Author, Screenwriter
Born: Sept. 24, 1896, in St. Paul, Minnesota
Died: Dec. 21, 1940, in Los Angeles
New Jersey Hall of Fame, Class of 2009: Arts & Letters

Considered among the great American writers of the 20th century, F. Scott Fitzgerald chronicled the exuberance and excesses of the Jazz Age, a term he coined in reference to the decade following World War I. Oddly, commercial success often eluded Fitzgerald during his lifetime. His most famous work, “The Great Gatsby”—often referred to as the Great American Novel–remained underappreciated until after the writer’s death.

Born into a middle-class family in Minnesota, Francis Scott Key Fitzgerald was named for a distant cousin who, more than eight decades earlier, had penned “The Star-Spangled Banner.” Fitzgerald’s parents were of Irish and English ancestry. His father, Edward Fitzgerald, was a manufacturer of wicker furniture. When Edward’s business failed, he moved the family to western New York to take a job as a salesman. When Scott was 15, his parents sent him to the Newman School, a religious prep school in Hackensack, where one of the Catholic fathers first recognized his literary potential and encouraged him to become a writer.

In 1913, Fitzgerald enrolled at Princeton University, where he honed his literary skills, writing stories and poems for various university publications. Fitzgerald never graduated from Princeton. Instead, he enlisted in the Army in 1917, several months after the United States entered World War I. Fitzgerald trained with an infantry regiment and was commissioned a second lieutenant, but the war ended before he could be deployed.

Following the war, Fitzgerald moved to New York to launch his literary career. He took a job in advertising to sustain himself as he sought—unsuccessfully—to sell his short stories. Finally, in 1920, Scribner’s, a publisher of fine literature, issued his debut novel, “This Side of Paradise,” an autobiographical account of Fitzgerald’s Princeton years. The book was greeted with great acclaim and ignited the market for his short stories.

With his new-found fame, Fitzgerald plunged into New York’s literary and social circles and enjoyed a giddy lifestyle with his new wife, the former Zelda Sayre, a southern debutante he had courted when stationed with the Army in Alabama. Zelda became the model for many of Fitzgerald’s characters; their stormy relationship informed the plot of Fitzgerald’s second novel, “The Beautiful and Damned,” which explored the indulgences of New York’s idle rich. His short stories of the period—many compiled in his 1922 collection “Tales of the Jazz Age”–often depicted the champagne-fueled hedonism of Prohibition-era New York.

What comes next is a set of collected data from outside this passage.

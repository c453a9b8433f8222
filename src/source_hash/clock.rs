use std::time::SystemTime;

/// Year/month/day-of-month in local time, as required for `__DATE__`
/// entropy. Returns `None` on a clock or conversion failure.
pub fn now_ymd() -> Option<(i32, i32, i32)> {
    // SAFETY: `libc::time` with a null pointer just returns the current
    // time; it cannot fail in a way that corrupts memory.
    let now: libc::time_t = unsafe { libc::time(std::ptr::null_mut()) };
    tm_from_time_t(now).map(|tm| (tm.tm_year + 1900, tm.tm_mon + 1, tm.tm_mday))
}

/// Convert `mtime` to local time, as the first half of rendering the
/// canonical `__TIMESTAMP__` string. Returns `None` if the conversion
/// fails, which the caller should treat as "can't place this mtime in
/// local time" rather than a formatting problem.
pub fn local_tm_for_mtime(mtime: SystemTime) -> Option<libc::tm> {
    let secs = mtime
        .duration_since(std::time::UNIX_EPOCH)
        .map(|d| d.as_secs() as libc::time_t)
        .unwrap_or_else(|e| -(e.duration().as_secs() as libc::time_t));
    tm_from_time_t(secs)
}

/// Render an already-localized `tm` as the canonical 24-character
/// fixed-width timestamp (`"Day Mon DD HH:MM:SS YYYY\n"`) used for
/// `__TIMESTAMP__` entropy. Returns `None` if `asctime_r` itself fails.
pub fn format_tm_asctime(tm: &libc::tm) -> Option<String> {
    let mut buf = [0u8; 32];
    // SAFETY: `asctime_r` writes at most 26 bytes (including the NUL
    // terminator) into `buf`, which is 32 bytes long; `tm` is caller-owned
    // and valid for the duration of the call.
    let ptr = unsafe { libc::asctime_r(tm, buf.as_mut_ptr() as *mut libc::c_char) };
    if ptr.is_null() {
        return None;
    }
    let nul = buf.iter().position(|&b| b == 0)?;
    // asctime_r's output is fixed-width ASCII, so this is always valid UTF-8.
    Some(String::from_utf8_lossy(&buf[..nul]).into_owned())
}

fn tm_from_time_t(secs: libc::time_t) -> Option<libc::tm> {
    let mut tm: libc::tm = unsafe { std::mem::zeroed() };
    // SAFETY: `secs` and `tm` are both valid for the duration of the call;
    // `localtime_r` only ever writes into `tm`.
    let ptr = unsafe { libc::localtime_r(&secs, &mut tm) };
    if ptr.is_null() {
        None
    } else {
        Some(tm)
    }
}
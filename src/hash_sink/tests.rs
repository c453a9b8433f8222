use super::core::{Blake2bSink, HashSink};

#[test]
fn delimiter_distinguishes_concatenation() {
    let mut a = Blake2bSink::new();
    a.absorb_bytes(b"foo");
    a.absorb_delimiter("x");
    a.absorb_bytes(b"bar");

    let mut b = Blake2bSink::new();
    b.absorb_bytes(b"foobar");

    assert_ne!(a.finalize(), b.finalize());
}

#[test]
fn same_sequence_is_deterministic() {
    let mut a = Blake2bSink::new();
    a.absorb_bytes(b"foo");
    a.absorb_delimiter("date");
    a.absorb_int(2026);

    let mut b = Blake2bSink::new();
    b.absorb_bytes(b"foo");
    b.absorb_delimiter("date");
    b.absorb_int(2026);

    assert_eq!(a.finalize(), b.finalize());
}

#[test]
fn absorbing_nothing_matches_fresh_state() {
    let a = Blake2bSink::new();
    let b = Blake2bSink::new();
    assert_eq!(a.finalize(), b.finalize());
}

#[test]
fn different_ints_diverge() {
    let mut a = Blake2bSink::new();
    a.absorb_int(1);
    let mut b = Blake2bSink::new();
    b.absorb_int(2);
    assert_ne!(a.finalize(), b.finalize());
}
use criterion::{black_box, criterion_group, criterion_main, BenchmarkId, Criterion};
use srchash::{scan, PaddedBuffer};

/// A few KB of plausible C/C++ source with no temporal macros, repeated to
/// the requested size, so the scanner has to walk the whole buffer without
/// ever short-circuiting on a match.
fn generate_source(size_mb: usize) -> Vec<u8> {
    let line = b"int compute(int x) { return x * 2 + 1; } // nothing interesting here\n";
    let mut data = Vec::with_capacity(size_mb * 1024 * 1024);
    while data.len() < size_mb * 1024 * 1024 {
        data.extend_from_slice(line);
    }
    data
}

fn bench_scan_clean(c: &mut Criterion) {
    let mut group = c.benchmark_group("scan_no_macros");
    for size_mb in [1, 10, 100] {
        let data = generate_source(size_mb);
        let buf = PaddedBuffer::from_bytes(&data);
        group.bench_with_input(
            BenchmarkId::new("scan", format!("{size_mb}MB")),
            &buf,
            |b, buf| b.iter(|| scan(black_box(buf))),
        );
    }
    group.finish();
}

fn bench_scan_with_macro_at_end(c: &mut Criterion) {
    let mut data = generate_source(10);
    data.extend_from_slice(b"const char *build_date = __DATE__;\n");
    let buf = PaddedBuffer::from_bytes(&data);
    c.bench_function("scan_macro_at_end_10MB", |b| {
        b.iter(|| scan(black_box(&buf)))
    });
}

fn bench_scan_small(c: &mut Criterion) {
    let buf = PaddedBuffer::from_bytes(b"int x = 1; // __DATE__\n");
    c.bench_function("scan_small_buffer", |b| {
        b.iter(|| scan(black_box(&buf)))
    });
}

criterion_group!(
    benches,
    bench_scan_clean,
    bench_scan_with_macro_at_end,
    bench_scan_small,
);
criterion_main!(benches);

Seeking a change in scene, the Fitzgeralds lived for a period on Long Island, then travelled to various European capitals—all while Scott labored over what would become “The Great Gatsby.” In France, they befriended contemporary literary figures such as James Joyce, Ezra Pound, and Ernest Hemingway, some of whom epitomized what would be known as the Lost Generation, an unmoored cohort that came of age in the 1920s.

The Fitzgeralds were still living in Europe when Scribner’s published “Gatsby” in 1925. Despite critical praise, the novel, which exposes the extravagance and disillusionment of the wealthy partying set on Long Island, was considered a commercial failure compared to his earlier works. His fourth novel, “Tender is the Night,” published in 1934, was another disappointment. With Fitzgerald’s income drying up during the Great Depression, he and Zelda could no longer afford their opulent lifestyle. His heavy drinking and her longtime mental-health issues degenerated into a flammable mix.

Amid his financial struggles, Fitzgerald moved to Hollywood to start a largely lackluster career as a screenwriter. His health compromised by years of indulgence, Fitzgerald died in Hollywood of a heart attack at age 44. Within a year of his death, a friend from his Princeton years, the literary critic Edmund Wilson, completed Fitzgerald’s final novel, “The Last Tycoon.” The book fueled new interest in “Gatsby,” driving strong sales throughout the 1940s. Over the ensuing decades, “Gatsby” sold in the millions, cementing Fitzgerald’s place in the American literary pantheon. Over the years, the novel has been adapted for at least six film or television productions. Additionally, most of Fitzgerald’s other novels and many of his 164 published short stories have been adapted for film or TV, assuring his lasting impact on American culture.